Fatah needed Black September, according to Benny Morris, professor of history at Ben-Gurion University. He writes that there was a "problem of internal PLO or Fatah cohesion, with extremists constantly demanding greater militancy. The moderates apparently acquiesced in the creation of Black September in order to survive" (Morris 2001, p. 379). As a result of pressure from militants, writes Morris, a Fatah congress in Damascus in August–September 1971 agreed to establish Black September. The new organization was based on Fatah's existing special intelligence and security apparatus, and on the PLO offices and representatives in various European capitals, and from very early on, there was cooperation between Black September and the PFLP (ibid.)
The PLO closed Black September down on September 1973, on the anniversary it was created by the "political calculation that no more good would come of terrorism abroad" according to Morris (ibid. p. 383).
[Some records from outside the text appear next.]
// Device routers - stream intent to concrete device selection
//
// Each router is one routing policy. A router answers "which device should
// this stream use" for six intents and returns the empty descriptor when it
// has no opinion, letting the next router of the chain decide. The
// `AudioRouterCenter` owns the chains and walks them in priority order.

pub mod cockpit_phone;
pub mod default;
pub mod pair_device;
pub mod privacy_priority;
pub mod public_priority;
pub mod router_center;
pub mod stream_filter;
pub mod user_select;

use crate::audio::types::{AudioDeviceDescriptor, SourceType, StreamUsage};

pub use cockpit_phone::CockpitPhoneRouter;
pub use default::DefaultRouter;
pub use pair_device::PairDeviceRouter;
pub use privacy_priority::PrivacyPriorityRouter;
pub use public_priority::PublicPriorityRouter;
pub use router_center::{AudioRouterCenter, CaptureIntent, RenderIntent, RouterChain};
pub use stream_filter::StreamFilterRouter;
pub use user_select::UserSelectRouter;

/// Common interface for routing policies
///
/// Every method returns the empty descriptor (`DeviceType::None`) when the
/// router has nothing to offer for that intent.
pub trait DeviceRouter: Send + Sync {
    /// Router name used in logs
    fn name(&self) -> &'static str;

    fn get_media_render_device(&self, _stream_usage: StreamUsage, _client_uid: i32) -> AudioDeviceDescriptor {
        AudioDeviceDescriptor::default()
    }

    fn get_call_render_device(&self, _stream_usage: StreamUsage, _client_uid: i32) -> AudioDeviceDescriptor {
        AudioDeviceDescriptor::default()
    }

    fn get_call_capture_device(&self, _source_type: SourceType, _client_uid: i32) -> AudioDeviceDescriptor {
        AudioDeviceDescriptor::default()
    }

    fn get_ring_render_device(&self, _stream_usage: StreamUsage, _client_uid: i32) -> AudioDeviceDescriptor {
        AudioDeviceDescriptor::default()
    }

    fn get_record_capture_device(&self, _source_type: SourceType, _client_uid: i32) -> AudioDeviceDescriptor {
        AudioDeviceDescriptor::default()
    }

    fn get_tone_render_device(&self, _stream_usage: StreamUsage, _client_uid: i32) -> AudioDeviceDescriptor {
        AudioDeviceDescriptor::default()
    }
}

/// Most recently connected device; on equal stamps the earlier entry wins
pub fn get_latest_connect_device(descs: &[AudioDeviceDescriptor]) -> AudioDeviceDescriptor {
    let mut latest: Option<&AudioDeviceDescriptor> = None;
    for desc in descs {
        if latest.map_or(true, |best| desc.connect_time_stamp > best.connect_time_stamp) {
            latest = Some(desc);
        }
    }
    latest.cloned().unwrap_or_default()
}

/// The candidate that is the same endpoint as `selected`, or the empty descriptor
pub fn find_selected_device(
    selected: &AudioDeviceDescriptor,
    candidates: &[AudioDeviceDescriptor],
) -> AudioDeviceDescriptor {
    if selected.is_none() {
        return AudioDeviceDescriptor::default();
    }
    candidates
        .iter()
        .find(|candidate| {
            candidate.is_same_device(selected) && candidate.mac_address == selected.mac_address
        })
        .cloned()
        .unwrap_or_default()
}

#[cfg(test)]
mod tests {
    use super::*;
    use crate::audio::types::{DeviceRole, DeviceType};

    fn sco(mac: &str, stamp: i64) -> AudioDeviceDescriptor {
        AudioDeviceDescriptor::new(DeviceType::BluetoothSco, DeviceRole::Output)
            .with_mac_address(mac)
            .with_connect_time_stamp(stamp)
    }

    #[test]
    fn test_latest_device_wins() {
        let descs = vec![sco("A", 100), sco("B", 300), sco("C", 200)];
        assert_eq!(get_latest_connect_device(&descs).mac_address, "B");
    }

    #[test]
    fn test_latest_device_tie_keeps_first() {
        let descs = vec![sco("A", 100), sco("B", 100)];
        assert_eq!(get_latest_connect_device(&descs).mac_address, "A");
        assert!(get_latest_connect_device(&[]).is_none());
    }

    #[test]
    fn test_find_selected_device() {
        let candidates = vec![sco("A", 1), sco("B", 2)];
        assert_eq!(find_selected_device(&sco("B", 0), &candidates).mac_address, "B");
        assert!(find_selected_device(&sco("Z", 0), &candidates).is_none());
        assert!(find_selected_device(&AudioDeviceDescriptor::default(), &candidates).is_none());
    }
}
impl DeviceRegistry {
    fn descriptor(&self, handle: DeviceHandle) -> Option<&AudioDeviceDescriptor> {
        self.entries.get(&handle).map(|entry| &entry.descriptor)
    }

    fn find_existing(&self, desc: &AudioDeviceDescriptor) -> Option<DeviceHandle> {
        self.connected.iter().copied().find(|handle| {
            self.descriptor(*handle)
                .is_some_and(|existing| existing.is_same_device(desc))
        })
    }

    fn add_new_device(&mut self, mut desc: AudioDeviceDescriptor) {
        if let Some(handle) = self.find_existing(&desc) {
            if self.update_exist_device(handle, &desc) {
                return;
            }
        }

        if desc.connect_time_stamp == 0 {
            desc.connect_time_stamp = current_time_ms();
        }

        let handle = DeviceHandle(self.next_handle);
        self.next_handle += 1;

        info!(
            "{} {:?} role={:?} network={} mac='{}' category={:?}",
            "DEVICE_ADD".bright_green(),
            desc.device_type,
            desc.device_role,
            desc.network_id,
            desc.mac_address,
            desc.device_category
        );

        self.entries.insert(
            handle,
            DeviceEntry {
                descriptor: desc,
                paired: None,
            },
        );
        self.make_paired_device_descriptor(handle);
        self.connected.insert(0, handle);

        self.update_default_devices(handle);
        self.classify(handle);
    }

    /// Returns true when the report was absorbed by an existing entry.
    /// A Bluetooth category change removes the entry so the caller re-adds it.
    fn update_exist_device(&mut self, handle: DeviceHandle, desc: &AudioDeviceDescriptor) -> bool {
        let Some(existing) = self.descriptor(handle) else {
            return false;
        };

        if existing.device_type.is_bluetooth() && existing.device_category != desc.device_category {
            info!(
                "{} {:?} '{}' category {:?} -> {:?}, re-adding",
                "DEVICE_RECATEGORIZE".bright_yellow(),
                existing.device_type,
                existing.mac_address,
                existing.device_category,
                desc.device_category
            );
            self.remove_handle(handle);
            return false;
        }

        if let Some(entry) = self.entries.get_mut(&handle) {
            entry.descriptor.update_from(desc);
        }
        crate::device_debug!(
            "Device {:?} already connected, updated in place",
            desc.device_type
        );

        self.refresh_default_slots(handle);
        self.classify(handle);
        true
    }

    /// Link `handle` with the most recent unpaired opposite-role half of the same accessory
    fn make_paired_device_descriptor(&mut self, handle: DeviceHandle) {
        let Some(desc) = self.descriptor(handle) else {
            return;
        };

        let partner = self.connected.iter().copied().find(|candidate| {
            self.entries.get(candidate).is_some_and(|entry| {
                entry.paired.is_none() && entry.descriptor.pairs_with(desc)
            })
        });

        if let Some(partner) = partner {
            if let Some(entry) = self.entries.get_mut(&partner) {
                entry.paired = Some(handle);
            }
            if let Some(entry) = self.entries.get_mut(&handle) {
                entry.paired = Some(partner);
            }
            crate::device_debug!("Paired device {:?} with {:?}", handle, partner);
        }
    }

    /// Default slots are overwritten on every local connect of a matching type
    fn update_default_devices(&mut self, handle: DeviceHandle) {
        let Some(desc) = self.descriptor(handle).cloned() else {
            return;
        };
        if desc.is_remote() {
            return;
        }
        let slot = match desc.device_type {
            DeviceType::Earpiece => &mut self.earpiece,
            DeviceType::Speaker => &mut self.speaker,
            DeviceType::Mic => &mut self.default_mic,
            _ => return,
        };
        *slot = Some(desc);
    }

    fn refresh_default_slots(&mut self, handle: DeviceHandle) {
        let Some(desc) = self.entries.get(&handle).map(|e| e.descriptor.clone()) else {
            return;
        };
        for slot in [&mut self.earpiece, &mut self.speaker, &mut self.default_mic] {
            if slot.as_ref().is_some_and(|current| current.is_same_device(&desc)) {
                *slot = Some(desc.clone());
            }
        }
    }

    /// Bucket memberships a descriptor qualifies for
    fn bucket_membership(&self, desc: &AudioDeviceDescriptor) -> HashSet<DeviceBucket> {
        let mut buckets = HashSet::new();

        if desc.is_remote() {
            match desc.device_role {
                DeviceRole::Output => {
                    buckets.insert(DeviceBucket::RemoteRender);
                }
                DeviceRole::Input => {
                    buckets.insert(DeviceBucket::RemoteCapture);
                }
                DeviceRole::None => {}
            }
            return buckets;
        }

        // SCO whose category is still unresolved stays routable for calls
        if desc.device_type == DeviceType::BluetoothSco
            && desc.device_category == DeviceCategory::CATEGORY_DEFAULT
            && desc.connect_state != ConnectState::VirtualConnected
            && desc.is_enable
        {
            match desc.device_role {
                DeviceRole::Input => {
                    buckets.insert(DeviceBucket::CommCapturePrivacy);
                }
                DeviceRole::Output => {
                    buckets.insert(DeviceBucket::CommRenderPrivacy);
                }
                DeviceRole::None => {}
            }
        }

        for bucket in DeviceBucket::ALL {
            if let Some((privacy_type, role, usage)) = bucket.privacy_rule() {
                if self
                    .privacy_table
                    .device_attr_match(desc, privacy_type, role, usage)
                {
                    buckets.insert(bucket);
                }
            }
        }
        buckets
    }

    /// Bring the bucket memberships of `handle` in line with its current attributes
    fn classify(&mut self, handle: DeviceHandle) {
        let Some(desc) = self.descriptor(handle) else {
            return;
        };
        let desired = self.bucket_membership(desc);

        for bucket in DeviceBucket::ALL {
            let present = self.buckets[bucket.index()].contains(&handle);
            let wanted = desired.contains(&bucket);
            if wanted && !present {
                self.insert_in_connected_order(bucket, handle);
                info!("Add to {} list.", bucket.log_name());
            } else if !wanted && present {
                self.buckets[bucket.index()].retain(|h| *h != handle);
                info!("Remove from {} list.", bucket.log_name());
            }
        }
    }

    fn insert_in_connected_order(&mut self, bucket: DeviceBucket, handle: DeviceHandle) {
        let position_of = |h: &DeviceHandle| self.connected.iter().position(|c| c == h);
        let Some(target) = position_of(&handle) else {
            return;
        };
        let list = &self.buckets[bucket.index()];
        let at = list
            .iter()
            .position(|h| position_of(h).map_or(true, |p| p > target))
            .unwrap_or(list.len());
        self.buckets[bucket.index()].insert(at, handle);
    }

    fn remove_new_device(&mut self, desc: &AudioDeviceDescriptor) {
        let matching: Vec<DeviceHandle> = self
            .connected
            .iter()
            .copied()
            .filter(|handle| {
                self.descriptor(*handle)
                    .is_some_and(|existing| existing.matches_for_removal(desc))
            })
            .collect();

        if matching.is_empty() {
            warn!(
                "{} No connected {:?} on network {} (mac '{}')",
                "DEVICE_REMOVE_MISS".bright_yellow(),
                desc.device_type,
                desc.network_id,
                desc.mac_address
            );
            return;
        }

        for handle in matching {
            self.remove_handle(handle);
        }
    }

    /// Drop one entry from the arena, the connected list, every bucket and its pair
    fn remove_handle(&mut self, handle: DeviceHandle) {
        let Some(entry) = self.entries.remove(&handle) else {
            return;
        };

        if let Some(partner) = entry.paired {
            if let Some(partner_entry) = self.entries.get_mut(&partner) {
                partner_entry.paired = None;
            }
        }

        self.connected.retain(|h| *h != handle);
        for bucket in DeviceBucket::ALL {
            let list = &mut self.buckets[bucket.index()];
            let before = list.len();
            list.retain(|h| *h != handle);
            if list.len() != before {
                info!("Remove from {} list.", bucket.log_name());
            }
        }

        info!(
            "{} {:?} role={:?} network={} mac='{}'",
            "DEVICE_REMOVE".bright_red(),
            entry.descriptor.device_type,
            entry.descriptor.device_role,
            entry.descriptor.network_id,
            entry.descriptor.mac_address
        );
    }

    fn copy_bucket(&self, bucket: DeviceBucket) -> Vec<AudioDeviceDescriptor> {
        self.buckets[bucket.index()]
            .iter()
            .filter_map(|handle| self.descriptor(*handle).cloned())
            .collect()
    }

    fn connected_descriptors(&self) -> impl Iterator<Item = &AudioDeviceDescriptor> {
        self.connected
            .iter()
            .filter_map(|handle| self.descriptor(*handle))
    }
}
In 1974 Arafat ordered the PLO to withdraw from acts of violence outside Israel, the West Bank, and the Gaza Strip.
Recent remarks by Abu Daoud, the alleged mastermind of the Munich kidnappings, deny that any of the Palestinians assassinated by Mossad had any relation to the Munich operation, this despite the fact that the list includes 2 of the 3 surviving members of the kidnap squad arrested at the airport.
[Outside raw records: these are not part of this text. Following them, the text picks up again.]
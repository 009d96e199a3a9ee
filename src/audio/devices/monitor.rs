use anyhow::Result;
use async_trait::async_trait;
use chrono::{DateTime, Utc};
use colored::Colorize;
use futures::future::join_all;
use serde::{Deserialize, Serialize};
use std::sync::atomic::{AtomicBool, Ordering};
use std::sync::Arc;
use std::time::Duration;
use tokio::sync::{mpsc, Mutex as AsyncMutex, Notify};
use tokio::task::JoinHandle;
use tracing::{debug, info, warn};

use super::types::{DeviceChangeEvent, DeviceChangeType};
use super::AudioDeviceManager;
use crate::types::DEFAULT_EVENT_CHANNEL_CAPACITY;

/// Observer of applied device changes
#[async_trait]
pub trait DeviceChangeListener: Send + Sync {
    async fn on_device_change(&self, event: &DeviceChangeEvent);
}

/// Device event service
///
/// Connect and disconnect reports are queued on a bounded channel and applied
/// to the shared `AudioDeviceManager` by a single background task, in order.
/// Listeners are told about each event after the manager has absorbed it.
pub struct DeviceMonitor {
    /// Registry the events are applied to
    device_manager: Arc<AudioDeviceManager>,

    config: DeviceMonitorConfig,

    sender: mpsc::Sender<DeviceChangeEvent>,

    /// Held by the monitoring task while it runs
    receiver: Arc<AsyncMutex<Option<mpsc::Receiver<DeviceChangeEvent>>>>,

    listeners: Arc<AsyncMutex<Vec<Arc<dyn DeviceChangeListener>>>>,

    is_running: Arc<AtomicBool>,
    shutdown: Arc<Notify>,
    task: AsyncMutex<Option<JoinHandle<()>>>,

    stats: Arc<AsyncMutex<DeviceMonitorStats>>,
}

impl std::fmt::Debug for DeviceMonitor {
    fn fmt(&self, f: &mut std::fmt::Formatter<'_>) -> std::fmt::Result {
        f.debug_struct("DeviceMonitor")
            .field("config", &self.config)
            .field("is_running", &self.is_running())
            .finish()
    }
}

#[derive(Debug, Clone, PartialEq, Eq, Serialize, Deserialize)]
#[serde(default)]
pub struct DeviceMonitorConfig {
    /// Events buffered before `submit` waits
    pub event_channel_capacity: usize,

    /// Upper bound on a single listener callback
    pub listener_timeout_ms: u64,
}

impl Default for DeviceMonitorConfig {
    fn default() -> Self {
        Self {
            event_channel_capacity: DEFAULT_EVENT_CHANNEL_CAPACITY,
            listener_timeout_ms: 500,
        }
    }
}

#[derive(Debug, Clone, Default, Serialize)]
pub struct DeviceMonitorStats {
    pub monitoring_started_at: Option<DateTime<Utc>>,
    pub events_processed: u64,
    pub devices_connected: u64,
    pub devices_disconnected: u64,
    pub listener_notifications: u64,
    pub listener_timeouts: u64,
    pub last_event_at: Option<DateTime<Utc>>,
}

impl DeviceMonitor {
    /// Create a stopped monitor feeding `device_manager`
    pub fn new(device_manager: Arc<AudioDeviceManager>, config: Option<DeviceMonitorConfig>) -> Self {
        let config = config.unwrap_or_default();
        let (sender, receiver) = mpsc::channel(config.event_channel_capacity.max(1));
        Self {
            device_manager,
            config,
            sender,
            receiver: Arc::new(AsyncMutex::new(Some(receiver))),
            listeners: Arc::new(AsyncMutex::new(Vec::new())),
            is_running: Arc::new(AtomicBool::new(false)),
            shutdown: Arc::new(Notify::new()),
            task: AsyncMutex::new(None),
            stats: Arc::new(AsyncMutex::new(DeviceMonitorStats::default())),
        }
    }

    /// Sender handle for the device-event layer. Events queue up until monitoring starts.
    pub fn sender(&self) -> mpsc::Sender<DeviceChangeEvent> {
        self.sender.clone()
    }

    /// Queue one event
    pub async fn submit(&self, event: DeviceChangeEvent) -> Result<()> {
        self.sender
            .send(event)
            .await
            .map_err(|e| anyhow::anyhow!("Device event channel closed: {}", e))
    }

    pub async fn add_listener(&self, listener: Arc<dyn DeviceChangeListener>) {
        self.listeners.lock().await.push(listener);
    }

    /// Start the event loop
    pub async fn start_monitoring(&self) -> Result<()> {
        if self
            .is_running
            .compare_exchange(false, true, Ordering::SeqCst, Ordering::SeqCst)
            .is_err()
        {
            return Err(anyhow::anyhow!("Device monitor is already running"));
        }

        let Some(receiver) = self.receiver.lock().await.take() else {
            self.is_running.store(false, Ordering::SeqCst);
            return Err(anyhow::anyhow!("Device event receiver is not available"));
        };

        info!("{} Starting device event monitoring", "DEVICE_MONITOR".bright_cyan());
        self.stats.lock().await.monitoring_started_at = Some(Utc::now());

        let handle = tokio::spawn(Self::monitoring_loop(
            receiver,
            self.receiver.clone(),
            self.device_manager.clone(),
            self.listeners.clone(),
            self.shutdown.clone(),
            self.stats.clone(),
            Duration::from_millis(self.config.listener_timeout_ms),
        ));
        *self.task.lock().await = Some(handle);

        info!("✅ Device event monitoring started");
        Ok(())
    }

    /// Stop the event loop. Events still queued stay queued for the next start.
    pub async fn stop_monitoring(&self) {
        if !self.is_running.swap(false, Ordering::SeqCst) {
            return;
        }
        self.shutdown.notify_one();

        if let Some(handle) = self.task.lock().await.take() {
            if let Err(e) = handle.await {
                warn!("Device monitoring task ended abnormally: {}", e);
            }
        }
        info!("🛑 Device event monitoring stopped");
    }

    pub async fn get_stats(&self) -> DeviceMonitorStats {
        self.stats.lock().await.clone()
    }

    pub fn is_running(&self) -> bool {
        self.is_running.load(Ordering::SeqCst)
    }

    async fn monitoring_loop(
        mut receiver: mpsc::Receiver<DeviceChangeEvent>,
        receiver_slot: Arc<AsyncMutex<Option<mpsc::Receiver<DeviceChangeEvent>>>>,
        device_manager: Arc<AudioDeviceManager>,
        listeners: Arc<AsyncMutex<Vec<Arc<dyn DeviceChangeListener>>>>,
        shutdown: Arc<Notify>,
        stats: Arc<AsyncMutex<DeviceMonitorStats>>,
        listener_timeout: Duration,
    ) {
        debug!("Device monitoring loop started");

        loop {
            tokio::select! {
                _ = shutdown.notified() => break,
                event = receiver.recv() => match event {
                    Some(event) => {
                        Self::apply_event(&device_manager, &event, &stats).await;
                        Self::notify_listeners(&listeners, &event, &stats, listener_timeout).await;
                    }
                    None => break,
                },
            }
        }

        *receiver_slot.lock().await = Some(receiver);
        debug!("Device monitoring loop ended");
    }

    async fn apply_event(
        device_manager: &AudioDeviceManager,
        event: &DeviceChangeEvent,
        stats: &AsyncMutex<DeviceMonitorStats>,
    ) {
        crate::device_debug!(
            "Applying device event {} {:?} {:?}",
            event.id,
            event.change_type,
            event.descriptor.device_type
        );

        match event.change_type {
            DeviceChangeType::Connected => device_manager.add_new_device(event.descriptor.clone()),
            DeviceChangeType::Disconnected => device_manager.remove_new_device(&event.descriptor),
        }

        let mut stats = stats.lock().await;
        stats.events_processed += 1;
        stats.last_event_at = Some(Utc::now());
        match event.change_type {
            DeviceChangeType::Connected => stats.devices_connected += 1,
            DeviceChangeType::Disconnected => stats.devices_disconnected += 1,
        }
    }

    async fn notify_listeners(
        listeners: &AsyncMutex<Vec<Arc<dyn DeviceChangeListener>>>,
        event: &DeviceChangeEvent,
        stats: &AsyncMutex<DeviceMonitorStats>,
        listener_timeout: Duration,
    ) {
        let listeners = listeners.lock().await.clone();
        if listeners.is_empty() {
            return;
        }

        let results = join_all(listeners.iter().map(|listener| {
            tokio::time::timeout(listener_timeout, listener.on_device_change(event))
        }))
        .await;

        let timeouts = results.iter().filter(|r| r.is_err()).count() as u64;
        if timeouts > 0 {
            warn!("⚠️ {} device listener(s) timed out on event {}", timeouts, event.id);
        }

        let mut stats = stats.lock().await;
        stats.listener_notifications += results.len() as u64 - timeouts;
        stats.listener_timeouts += timeouts;
    }
}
Other actions attributed to Black September include:
Dr. Ami Shachori was the agricultural counselor in the Israeli Embassy to the United Kingdom in the London district of Kensington. At the age of 44 he was assassinated in a letter bomb attack on September 19, 1972, perpetrated by Black September.
Eight bombs were addressed to embassy staffers. Four were intercepted at a post office sorting room in Earls Court, but the other four letters made it to the embassy. Three of the letters were detected in the consulate post room but Ami Shachori opened his, believing it contained Dutch flower seeds he had ordered. The resulting blast tore a hole in the desk and fatally wounded Shachori in the stomach and chest.
In Shachori's memory an annual memorial lecture on agriculture in London was established.